▶ Supplied records:
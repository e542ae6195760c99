use axum::{
    Json, Router,
    extract::{Query, State, rejection::JsonRejection},
    http::{HeaderMap, HeaderName, HeaderValue, StatusCode},
    response::IntoResponse,
    routing::get,
};
use axum_helpers::{
    ObjectIdPath,
    errors::responses::{
        BadRequestObjectIdResponse, BadRequestResponse, BadRequestValidationResponse,
        InternalServerErrorResponse, NotFoundResponse,
    },
};
use serde_json::Value;
use std::sync::Arc;
use utoipa::OpenApi;

use crate::error::CharacterResult;
use crate::models::{CharacterResponse, NewCharacter, NicknameQuery, PageParams};
use crate::repository::CharacterRepository;
use crate::schema::CharacterDraft;
use crate::service::CharacterService;

pub const CREATED: &str = "Character created successfully";
pub const UPDATED: &str = "Character updated successfully";
pub const DELETED: &str = "Character deleted successfully";

/// OpenAPI documentation for the Characters API
#[derive(OpenApi)]
#[openapi(
    paths(
        get_by_nickname,
        create_character,
        update_by_nickname,
        delete_by_nickname,
        list_characters,
        list_paginated,
        get_character,
        update_character,
        delete_character,
    ),
    components(
        schemas(CharacterResponse, NewCharacter),
        responses(
            NotFoundResponse,
            BadRequestValidationResponse,
            BadRequestObjectIdResponse,
            BadRequestResponse,
            InternalServerErrorResponse
        )
    ),
    tags(
        (name = "Characters", description = "Marvel character management endpoints (MongoDB)")
    )
)]
pub struct ApiDoc;

/// Create the characters router with all HTTP endpoints
pub fn router<R: CharacterRepository + 'static>(service: CharacterService<R>) -> Router {
    let shared_service = Arc::new(service);

    Router::new()
        .route(
            "/",
            get(get_by_nickname)
                .post(create_character)
                .put(update_by_nickname)
                .delete(delete_by_nickname),
        )
        .route("/list", get(list_characters))
        .route("/paginated", get(list_paginated))
        .route(
            "/{id}",
            get(get_character)
                .put(update_character)
                .delete(delete_character),
        )
        .with_state(shared_service)
}

/// Find a character by nickname (case-insensitive, exact)
#[utoipa::path(
    get,
    path = "",
    tag = "Characters",
    params(NicknameQuery),
    responses(
        (status = 200, description = "Character found", body = CharacterResponse),
        (status = 400, response = BadRequestResponse),
        (status = 404, response = NotFoundResponse),
        (status = 500, response = InternalServerErrorResponse)
    )
)]
async fn get_by_nickname<R: CharacterRepository>(
    State(service): State<Arc<CharacterService<R>>>,
    Query(query): Query<NicknameQuery>,
) -> CharacterResult<Json<CharacterResponse>> {
    let character = service.get_by_nickname(query.nickname.as_deref()).await?;
    Ok(Json(character.into()))
}

/// Create a new character
#[utoipa::path(
    post,
    path = "",
    tag = "Characters",
    request_body = NewCharacter,
    responses(
        (status = 201, description = "Character created", body = String, content_type = "text/plain"),
        (status = 400, response = BadRequestValidationResponse),
        (status = 500, response = InternalServerErrorResponse)
    )
)]
async fn create_character<R: CharacterRepository>(
    State(service): State<Arc<CharacterService<R>>>,
    body: Result<Json<CharacterDraft>, JsonRejection>,
) -> CharacterResult<impl IntoResponse> {
    let Json(draft) = body?;
    let input = NewCharacter::try_from(draft)?;
    service.create_character(input).await?;
    Ok((StatusCode::CREATED, CREATED))
}

/// Merge fields into the character matching a nickname
#[utoipa::path(
    put,
    path = "",
    tag = "Characters",
    params(NicknameQuery),
    request_body(content = Object, description = "Fields to set"),
    responses(
        (status = 200, description = "Character updated", body = String, content_type = "text/plain"),
        (status = 400, response = BadRequestValidationResponse),
        (status = 404, response = NotFoundResponse),
        (status = 500, response = InternalServerErrorResponse)
    )
)]
async fn update_by_nickname<R: CharacterRepository>(
    State(service): State<Arc<CharacterService<R>>>,
    Query(query): Query<NicknameQuery>,
    body: Result<Json<Value>, JsonRejection>,
) -> CharacterResult<&'static str> {
    let Json(patch) = body?;
    service
        .update_by_nickname(query.nickname.as_deref(), patch)
        .await?;
    Ok(UPDATED)
}

/// Delete the character matching a nickname
#[utoipa::path(
    delete,
    path = "",
    tag = "Characters",
    params(NicknameQuery),
    responses(
        (status = 200, description = "Character deleted", body = String, content_type = "text/plain"),
        (status = 404, response = NotFoundResponse),
        (status = 500, response = InternalServerErrorResponse)
    )
)]
async fn delete_by_nickname<R: CharacterRepository>(
    State(service): State<Arc<CharacterService<R>>>,
    Query(query): Query<NicknameQuery>,
) -> CharacterResult<&'static str> {
    service.delete_by_nickname(query.nickname.as_deref()).await?;
    Ok(DELETED)
}

/// List every character
#[utoipa::path(
    get,
    path = "/list",
    tag = "Characters",
    responses(
        (status = 200, description = "All characters", body = Vec<CharacterResponse>),
        (status = 500, response = InternalServerErrorResponse)
    )
)]
async fn list_characters<R: CharacterRepository>(
    State(service): State<Arc<CharacterService<R>>>,
) -> CharacterResult<Json<Vec<CharacterResponse>>> {
    let characters = service.list_characters().await?;
    Ok(Json(characters.into_iter().map(Into::into).collect()))
}

/// List one page of characters
///
/// Paging metadata is returned in the `X-Page`, `X-Page-Size`,
/// `X-Total-Pages` and `X-Total-Results` headers.
#[utoipa::path(
    get,
    path = "/paginated",
    tag = "Characters",
    params(PageParams),
    responses(
        (status = 200, description = "Page of characters", body = Vec<CharacterResponse>,
            headers(
                ("X-Page" = u64, description = "Current page"),
                ("X-Page-Size" = u64, description = "Items per page"),
                ("X-Total-Pages" = u64, description = "Number of pages"),
                ("X-Total-Results" = u64, description = "Number of characters")
            )
        ),
        (status = 500, response = InternalServerErrorResponse)
    )
)]
async fn list_paginated<R: CharacterRepository>(
    State(service): State<Arc<CharacterService<R>>>,
    Query(params): Query<PageParams>,
) -> CharacterResult<impl IntoResponse> {
    let page = service.list_page(params).await?;

    let mut headers = HeaderMap::new();
    for (name, value) in [
        ("x-page", page.page),
        ("x-page-size", page.page_size),
        ("x-total-pages", page.total_pages),
        ("x-total-results", page.total_results),
    ] {
        headers.insert(HeaderName::from_static(name), HeaderValue::from(value));
    }

    let items: Vec<CharacterResponse> = page.items.into_iter().map(Into::into).collect();
    Ok((headers, Json(items)))
}

/// Get a character by id
#[utoipa::path(
    get,
    path = "/{id}",
    tag = "Characters",
    params(
        ("id" = String, Path, description = "Character ObjectId (24 hex characters)")
    ),
    responses(
        (status = 200, description = "Character found", body = CharacterResponse),
        (status = 400, response = BadRequestObjectIdResponse),
        (status = 404, response = NotFoundResponse),
        (status = 500, response = InternalServerErrorResponse)
    )
)]
async fn get_character<R: CharacterRepository>(
    State(service): State<Arc<CharacterService<R>>>,
    ObjectIdPath(id): ObjectIdPath,
) -> CharacterResult<Json<CharacterResponse>> {
    let character = service.get_character(id).await?;
    Ok(Json(character.into()))
}

/// Merge fields into a character
#[utoipa::path(
    put,
    path = "/{id}",
    tag = "Characters",
    params(
        ("id" = String, Path, description = "Character ObjectId (24 hex characters)")
    ),
    request_body(content = Object, description = "Fields to set"),
    responses(
        (status = 200, description = "Character updated", body = String, content_type = "text/plain"),
        (status = 400, response = BadRequestValidationResponse),
        (status = 404, response = NotFoundResponse),
        (status = 500, response = InternalServerErrorResponse)
    )
)]
async fn update_character<R: CharacterRepository>(
    State(service): State<Arc<CharacterService<R>>>,
    ObjectIdPath(id): ObjectIdPath,
    body: Result<Json<Value>, JsonRejection>,
) -> CharacterResult<&'static str> {
    let Json(patch) = body?;
    service.update_character(id, patch).await?;
    Ok(UPDATED)
}

/// Delete a character
#[utoipa::path(
    delete,
    path = "/{id}",
    tag = "Characters",
    params(
        ("id" = String, Path, description = "Character ObjectId (24 hex characters)")
    ),
    responses(
        (status = 200, description = "Character deleted", body = String, content_type = "text/plain"),
        (status = 400, response = BadRequestObjectIdResponse),
        (status = 404, response = NotFoundResponse),
        (status = 500, response = InternalServerErrorResponse)
    )
)]
async fn delete_character<R: CharacterRepository>(
    State(service): State<Arc<CharacterService<R>>>,
    ObjectIdPath(id): ObjectIdPath,
) -> CharacterResult<&'static str> {
    service.delete_character(id).await?;
    Ok(DELETED)
}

▶ Activity:
How many lines in the records include "input"? Answer with the number alone.

▶ Exercise output:
2